Chapter 21

355 34 36
                                    

🥀HAPPY READING'S🥀

.
.
.

"Non boleh si Mbok masuk.." Ucap Mbok Ira yang sudah berdiri di depan pintu kamar Dinda.

"Masuk aja Mbok." Jawab Dinda dari dalam.

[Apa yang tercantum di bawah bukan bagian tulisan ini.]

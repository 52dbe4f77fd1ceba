// src/db/schema.rs

use rusqlite::Connection;
use tracing::info;

use crate::db::connection::Database;
use crate::errors::StoreError;

const SCHEMA_SQL: &str = include_str!("../../sql/schema.sql");

/// Bumped whenever a column migration is added below.
pub const SCHEMA_VERSION: i64 = 2;

const LEGACY_TABLE: &str = "imoveis";

/// A column added after the first release. Existing rows take `DEFAULT`.
struct ColumnMigration {
    table: &'static str,
    column: &'static str,
    ddl: &'static str,
}

const COLUMN_MIGRATIONS: &[ColumnMigration] = &[
    ColumnMigration {
        table: "listings",
        column: "source_site",
        ddl: "ALTER TABLE listings ADD COLUMN source_site TEXT DEFAULT 'olx'",
    },
    ColumnMigration {
        table: "listings",
        column: "ad_type",
        ddl: "ALTER TABLE listings ADD COLUMN ad_type TEXT DEFAULT 'owner'",
    },
    // Outreach flag; kept so older databases stay schema-compatible.
    ColumnMigration {
        table: "listings",
        column: "contacted",
        ddl: "ALTER TABLE listings ADD COLUMN contacted BOOLEAN DEFAULT 0",
    },
];

// Created after the column migrations so it never references a missing column.
const INDEX_SQL: &str =
    "CREATE INDEX IF NOT EXISTS idx_listings_unnotified ON listings (notified, date_added)";

/// Create missing tables, add missing columns and stamp `user_version`.
/// Safe to run on every start.
pub fn init_db(db: &Database) -> Result<(), StoreError> {
    db.with_conn(|conn| {
        let tx = conn
            .transaction()
            .map_err(|e| StoreError::Migration(e.to_string()))?;

        // Databases from the first release keep their rows in `imoveis`.
        if table_exists(&tx, LEGACY_TABLE)? && !table_exists(&tx, "listings")? {
            tx.execute_batch(&format!("ALTER TABLE {LEGACY_TABLE} RENAME TO listings"))
                .map_err(|e| StoreError::Migration(format!("rename {LEGACY_TABLE}: {e}")))?;
            info!(from = LEGACY_TABLE, "Renamed legacy table to listings");
        }

        tx.execute_batch(SCHEMA_SQL)
            .map_err(|e| StoreError::Migration(format!("Failed to apply schema: {e}")))?;

        let mut applied = Vec::new();
        for m in COLUMN_MIGRATIONS {
            if !column_exists(&tx, m.table, m.column)? {
                tx.execute_batch(m.ddl).map_err(|e| {
                    StoreError::Migration(format!("{}.{}: {e}", m.table, m.column))
                })?;
                applied.push(m.column);
            }
        }

        tx.execute_batch(INDEX_SQL)
            .map_err(|e| StoreError::Migration(format!("Failed to create index: {e}")))?;
        tx.pragma_update(None, "user_version", SCHEMA_VERSION)
            .map_err(|e| StoreError::Migration(format!("user_version: {e}")))?;

        tx.commit()
            .map_err(|e| StoreError::Migration(e.to_string()))?;

        if !applied.is_empty() {
            info!(columns = ?applied, "Migrated legacy listings table");
        }
        Ok(())
    })?;

    info!(path = %db.path().display(), version = SCHEMA_VERSION, "✅ Database ready");
    Ok(())
}

#[cfg(test)]
pub fn schema_version(db: &Database) -> Result<i64, StoreError> {
    db.with_conn(|conn| Ok(conn.query_row("PRAGMA user_version", [], |row| row.get(0))?))
}

pub(crate) fn column_exists(
    conn: &Connection,
    table: &str,
    column: &str,
) -> Result<bool, StoreError> {
    let mut stmt = conn.prepare(&format!("PRAGMA table_info({table})"))?;
    let names = stmt.query_map([], |row| row.get::<_, String>(1))?;
    for name in names {
        if name? == column {
            return Ok(true);
        }
    }
    Ok(false)
}

fn table_exists(conn: &Connection, table: &str) -> Result<bool, StoreError> {
    let count: i64 = conn.query_row(
        "SELECT COUNT(*) FROM sqlite_master WHERE type = 'table' AND name = ?1",
        [table],
        |row| row.get(0),
    )?;
    Ok(count > 0)
}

Mbok Ira mulai membuka kamar Dinda—dan masuk kedalam menghampiri Dinda yang kini tengah bersiap menyambut kepulangan kedua orangtuanya. Ia datang kesini ingin menanyakan apa keputusan Dinda untuk mengatakan adalah keputusan terbaik.

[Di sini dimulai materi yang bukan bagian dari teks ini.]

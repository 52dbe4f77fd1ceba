// src/tests/utils.rs
use crate::config::SourceConfig;
use crate::db::{init_db, Database};
use crate::domain::listing::{AdType, Listing, SourceSite};
use crate::ingest::IngestJob;
use crate::notifications::sink::OutgoingMessage;
use crate::notifications::{NotificationSink, SinkError};
use crate::scraper::adapter::ListingStream;
use crate::scraper::{ListingAdapter, ScraperError};
use std::collections::HashSet;
use std::sync::Mutex;
use tempfile::TempDir;

/// Fresh migrated database in its own temp dir. Keep the `TempDir` alive
/// for as long as the database is used.
pub fn make_db() -> (TempDir, Database) {
    let dir = TempDir::new().expect("temp dir");
    let db = Database::new(dir.path().join("listings.sqlite3"));
    init_db(&db).unwrap_or_else(|e| panic!("Database initialization failed: {e}"));
    (dir, db)
}

pub fn source(site: SourceSite, ad_type: AdType) -> SourceConfig {
    SourceConfig {
        site,
        ad_type,
        start_url: "https://example.com/imoveis".to_string(),
        max_pages: 1,
        settle_ms: 0,
        default_location: None,
        category: None,
        enabled: true,
    }
}

pub fn listing(id: &str, title: &str) -> Listing {
    Listing {
        id: id.to_string(),
        title: title.to_string(),
        price: "R$300.000".to_string(),
        url: format!("https://example.com/{id}"),
        category: "Casa".to_string(),
        location: "Centro".to_string(),
        source_site: SourceSite::Olx,
        ad_type: AdType::Owner,
    }
}

pub enum FakeMode {
    Listings(Vec<Listing>),
    /// `fetch` itself fails.
    FailToStart(ScraperError),
    /// Yields the listings, then ends with the error.
    FailAfter(Vec<Listing>, ScraperError),
    Panic,
}

pub struct FakeAdapter {
    pub mode: FakeMode,
}

impl FakeAdapter {
    pub fn yielding(listings: Vec<Listing>) -> Self {
        Self {
            mode: FakeMode::Listings(listings),
        }
    }
}

impl ListingAdapter for FakeAdapter {
    fn name(&self) -> &'static str {
        "fake"
    }

    fn fetch<'a>(&'a self, _source: &'a SourceConfig) -> Result<ListingStream<'a>, ScraperError> {
        match &self.mode {
            FakeMode::Listings(items) => Ok(Box::new(items.iter().cloned().map(Ok::<_, ScraperError>))),
            FakeMode::FailToStart(e) => Err(e.clone()),
            FakeMode::FailAfter(items, e) => Ok(Box::new(
                items
                    .iter()
                    .cloned()
                    .map(Ok::<_, ScraperError>)
                    .chain(std::iter::once(Err(e.clone()))),
            )),
            FakeMode::Panic => panic!("layout exploded"),
        }
    }
}

pub fn job(site: SourceSite, ad_type: AdType, adapter: FakeAdapter) -> IngestJob {
    IngestJob {
        source: source(site, ad_type),
        adapter: Box::new(adapter),
    }
}

/// Records every message; rejects the ones whose text mentions a failing id.
#[derive(Default)]
pub struct RecordingSink {
    pub sent: Mutex<Vec<OutgoingMessage>>,
    pub failing: Mutex<HashSet<String>>,
}

impl RecordingSink {
    pub fn fail_for(&self, listing_id: &str) {
        self.failing.lock().unwrap().insert(listing_id.to_string());
    }

    pub fn recover(&self) {
        self.failing.lock().unwrap().clear();
    }

    pub fn sent_count(&self) -> usize {
        self.sent.lock().unwrap().len()
    }

    pub fn texts(&self) -> Vec<String> {
        self.sent.lock().unwrap().iter().map(|m| m.text.clone()).collect()
    }
}

impl NotificationSink for RecordingSink {
    fn send(&self, message: &OutgoingMessage) -> Result<(), SinkError> {
        let failing = self.failing.lock().unwrap();
        if failing.iter().any(|id| message.text.contains(&format!("/{id}\""))) {
            return Err(SinkError::Rejected {
                status: 400,
                description: "Bad Request".to_string(),
            });
        }
        self.sent.lock().unwrap().push(message.clone());
        Ok(())
    }

    fn channel_name(&self) -> &str {
        "recording"
    }
}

Mbok Ira berdiri dibelakang Dinda. "Non, benar mau mengatakan semuanya pada kedua orangtua Non Dinda?" Tanya Mbok Ira.

Dinda berbalik menatap Mbok Ira. "Iya Mbok. Aku nggak mungkin terus-menerus menyembunyikan ini semua dari Mama sama Papa, aku ingin bilang lebih dulu sebelum mereka mengetahui hal ini dari orang lain." Ucap Dinda pelan—walaupun kedua orangtuanya selalu sibuk tapi tetap saja ia menyayangi mereka.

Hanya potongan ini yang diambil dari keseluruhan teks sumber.